### BRIEF
Work out how many lines in the data include the string "started"; reply with that number alone.

(DATA FOR REVIEW begins)

//! Bounded-wait-then-poll confirmation.
//!
//! Wait up to `timeout` for the transport's receipt future. If it has not
//! settled by then, keep waiting on it while a fallback loop re-queries the
//! transaction status `poll_attempts` times, `poll_delay` apart. Whichever
//! settles first wins. If neither does, the result is
//! [`LedgerError::ConfirmationTimeout`], never a failure.
//!
//! The ledger client uses this for submissions; the reconciler uses it with a
//! zero timeout to re-poll a recorded transaction.

use std::future::Future;
use std::time::Duration;

use escrow_domain::{Receipt, TxRef, TxStatus};
use serde::{Deserialize, Serialize};
use tracing::{debug, warn};

use crate::error::LedgerError;

/// Confirmation policy
#[derive(Debug, Clone, Copy, PartialEq, Eq, Serialize, Deserialize)]
pub struct ConfirmationPolicy {
    /// Bound on the primary receipt wait
    pub timeout: Duration,
    /// Confirmations required for success
    pub confirmations: u32,
    /// Fallback status queries after the primary wait expires
    pub poll_attempts: u32,
    /// Spacing between fallback queries
    pub poll_delay: Duration,
}

impl Default for ConfirmationPolicy {
    fn default() -> Self {
        Self {
            timeout: Duration::from_secs(60),
            confirmations: 1,
            poll_attempts: 10,
            poll_delay: Duration::from_secs(3),
        }
    }
}

impl ConfirmationPolicy {
    /// Policy that skips the primary wait and only re-polls
    pub fn poll_only(confirmations: u32, poll_attempts: u32, poll_delay: Duration) -> Self {
        Self {
            timeout: Duration::ZERO,
            confirmations,
            poll_attempts,
            poll_delay,
        }
    }
}

/// Decide whether a status settles the confirmation.
///
/// `Some(Ok)` on enough confirmations, `Some(Err)` on revert, `None` otherwise.
fn settle(status: TxStatus, confirmations: u32) -> Option<Result<Receipt, LedgerError>> {
    match status {
        TxStatus::Confirmed { receipt } if receipt.confirmations >= confirmations => Some(Ok(receipt)),
        TxStatus::Reverted { reason } => Some(Err(LedgerError::PreconditionViolated(format!(
            "transaction reverted: {}",
            reason
        )))),
        _ => None,
    }
}

async fn poll_until_settled<P, Fut>(
    policy: ConfirmationPolicy,
    tx_ref: &TxRef,
    mut poll: P,
) -> Option<Result<Receipt, LedgerError>>
where
    P: FnMut() -> Fut,
    Fut: Future<Output = Result<TxStatus, LedgerError>>,
{
    for attempt in 1..=policy.poll_attempts {
        match poll().await {
            Ok(status) => {
                debug!(%tx_ref, attempt, ?status, "Fallback poll");
                if let Some(outcome) = settle(status, policy.confirmations) {
                    return Some(outcome);
                }
            },
            Err(e) => warn!(%tx_ref, attempt, error = %e, "Fallback poll failed"),
        }

        if attempt < policy.poll_attempts {
            tokio::time::sleep(policy.poll_delay).await;
        }
    }
    None
}

/// Run the bounded-wait-then-poll combinator.
///
/// # Arguments
///
/// * `policy` - Timeout, confirmations, poll count and poll delay
/// * `tx_ref` - Transaction being confirmed (for the timeout error and logs)
/// * `wait` - Primary receipt wait (e.g. [`crate::LedgerPort::wait_for_receipt`])
/// * `poll` - Produces one independent status query per call
///
/// # Errors
///
/// - `LedgerError::PreconditionViolated` if the transaction reverted
/// - `LedgerError::ConfirmationTimeout` if nothing settled
pub async fn bounded_wait_then_poll<W, P, Fut>(
    policy: &ConfirmationPolicy,
    tx_ref: &TxRef,
    wait: W,
    poll: P,
) -> Result<Receipt, LedgerError>
where
    W: Future<Output = Result<TxStatus, LedgerError>>,
    P: FnMut() -> Fut,
    Fut: Future<Output = Result<TxStatus, LedgerError>>,
{
    tokio::pin!(wait);
    let mut wait_done = false;

    match tokio::time::timeout(policy.timeout, &mut wait).await {
        Ok(result) => {
            wait_done = true;
            match result {
                Ok(status) => {
                    if let Some(outcome) = settle(status, policy.confirmations) {
                        return outcome;
                    }
                },
                Err(e) => warn!(%tx_ref, error = %e, "Receipt wait failed, falling back to polling"),
            }
        },
        Err(_) => debug!(%tx_ref, timeout = ?policy.timeout, "Receipt wait timed out, polling"),
    }

    let fallback = poll_until_settled(*policy, tx_ref, poll);
    tokio::pin!(fallback);

    loop {
        tokio::select! {
            result = &mut wait, if !wait_done => {
                wait_done = true;
                if let Ok(status) = result {
                    if let Some(outcome) = settle(status, policy.confirmations) {
                        return outcome;
                    }
                }
            }
            outcome = &mut fallback => {
                return outcome.unwrap_or_else(|| Err(LedgerError::ConfirmationTimeout {
                    tx_ref: tx_ref.clone(),
                }));
            }
        }
    }
}

// =============================================================================
// Tests
// =============================================================================

#[cfg(test)]
mod tests {
    use super::*;
    use chrono::Utc;
    use std::sync::atomic::{AtomicU32, Ordering};
    use std::sync::Arc;

    fn tx() -> TxRef {
        TxRef::new("0xfeed").unwrap()
    }

    fn confirmed(confirmations: u32) -> TxStatus {
        TxStatus::Confirmed {
            receipt: Receipt {
                tx_ref: tx(),
                block_number: 10,
                confirmations,
                confirmed_at: Utc::now(),
            },
        }
    }

    fn policy() -> ConfirmationPolicy {
        ConfirmationPolicy {
            timeout: Duration::from_secs(60),
            confirmations: 1,
            poll_attempts: 10,
            poll_delay: Duration::from_secs(3),
        }
    }

    fn counting_poll(
        counter: Arc<AtomicU32>,
        confirm_on: u32,
    ) -> impl FnMut() -> std::pin::Pin<Box<dyn Future<Output = Result<TxStatus, LedgerError>> + Send>> {
        move || {
            let counter = counter.clone();
            Box::pin(async move {
                let n = counter.fetch_add(1, Ordering::SeqCst) + 1;
                if n >= confirm_on {
                    Ok(confirmed(1))
                } else {
                    Ok(TxStatus::Pending)
                }
            })
        }
    }

    #[tokio::test(start_paused = true)]
    async fn test_primary_wait_confirms() {
        let polls = Arc::new(AtomicU32::new(0));
        let receipt = bounded_wait_then_poll(
            &policy(),
            &tx(),
            async { Ok::<_, LedgerError>(confirmed(1)) },
            counting_poll(polls.clone(), 1),
        )
        .await
        .unwrap();

        assert_eq!(receipt.block_number, 10);
        assert_eq!(polls.load(Ordering::SeqCst), 0);
    }

    #[tokio::test(start_paused = true)]
    async fn test_fallback_poll_confirms_after_timeout() {
        let polls = Arc::new(AtomicU32::new(0));
        let started = tokio::time::Instant::now();

        let receipt = bounded_wait_then_poll(
            &policy(),
            &tx(),
            std::future::pending::<Result<TxStatus, LedgerError>>(),
            counting_poll(polls.clone(), 3),
        )
        .await
        .unwrap();

        assert_eq!(receipt.tx_ref, tx());
        assert_eq!(polls.load(Ordering::SeqCst), 3);
        // 60s wait + two 3s gaps
        assert_eq!(started.elapsed(), Duration::from_secs(66));
    }

    #[tokio::test(start_paused = true)]
    async fn test_unresolved_returns_timeout_not_failure() {
        let polls = Arc::new(AtomicU32::new(0));
        let err = bounded_wait_then_poll(
            &policy(),
            &tx(),
            std::future::pending::<Result<TxStatus, LedgerError>>(),
            counting_poll(polls.clone(), u32::MAX),
        )
        .await
        .unwrap_err();

        assert_eq!(err, LedgerError::ConfirmationTimeout { tx_ref: tx() });
        assert!(err.is_ambiguous());
        assert_eq!(polls.load(Ordering::SeqCst), 10);
    }

    #[tokio::test(start_paused = true)]
    async fn test_revert_is_precondition_violation() {
        let err = bounded_wait_then_poll(
            &policy(),
            &tx(),
            async {
                Ok::<_, LedgerError>(TxStatus::Reverted {
                    reason: "status is not Created".to_string(),
                })
            },
            counting_poll(Arc::new(AtomicU32::new(0)), 1),
        )
        .await
        .unwrap_err();

        assert!(matches!(err, LedgerError::PreconditionViolated(_)));
    }

    #[tokio::test(start_paused = true)]
    async fn test_insufficient_confirmations_keep_polling() {
        let polls = Arc::new(AtomicU32::new(0));
        let mut p = policy();
        p.confirmations = 2;

        // Primary wait returns a receipt with too few confirmations
        let err = bounded_wait_then_poll(&p, &tx(), async { Ok::<_, LedgerError>(confirmed(1)) }, counting_poll(polls.clone(), 1))
            .await
            .unwrap_err();

        assert!(err.is_ambiguous());
        assert_eq!(polls.load(Ordering::SeqCst), 10);
    }

    #[tokio::test(start_paused = true)]
    async fn test_wait_error_falls_back_to_polling() {
        let polls = Arc::new(AtomicU32::new(0));
        let receipt = bounded_wait_then_poll(
            &policy(),
            &tx(),
            async { Err::<TxStatus, _>(LedgerError::NetworkUnavailable("socket closed".to_string())) },
            counting_poll(polls.clone(), 1),
        )
        .await
        .unwrap();

        assert_eq!(receipt.confirmations, 1);
        assert_eq!(polls.load(Ordering::SeqCst), 1);
    }

    #[tokio::test(start_paused = true)]
    async fn test_late_primary_wait_wins_race() {
        let polls = Arc::new(AtomicU32::new(0));
        let late = async {
            tokio::time::sleep(Duration::from_secs(64)).await;
            Ok::<_, LedgerError>(confirmed(1))
        };

        let started = tokio::time::Instant::now();
        let receipt = bounded_wait_then_poll(&policy(), &tx(), late, counting_poll(polls.clone(), u32::MAX))
            .await
            .unwrap();

        assert_eq!(receipt.block_number, 10);
        assert_eq!(started.elapsed(), Duration::from_secs(64));
        assert!(polls.load(Ordering::SeqCst) < 10);
    }

    #[tokio::test(start_paused = true)]
    async fn test_poll_only_policy() {
        let polls = Arc::new(AtomicU32::new(0));
        let p = ConfirmationPolicy::poll_only(1, 5, Duration::from_millis(100));

        let err = bounded_wait_then_poll(&p, &tx(), std::future::pending::<Result<TxStatus, LedgerError>>(), counting_poll(polls.clone(), u32::MAX))
            .await
            .unwrap_err();

        assert!(err.is_ambiguous());
        assert_eq!(polls.load(Ordering::SeqCst), 5);
    }
}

(DATA FOR REVIEW ends)

### ANSWER TO THIS PROBLEM
4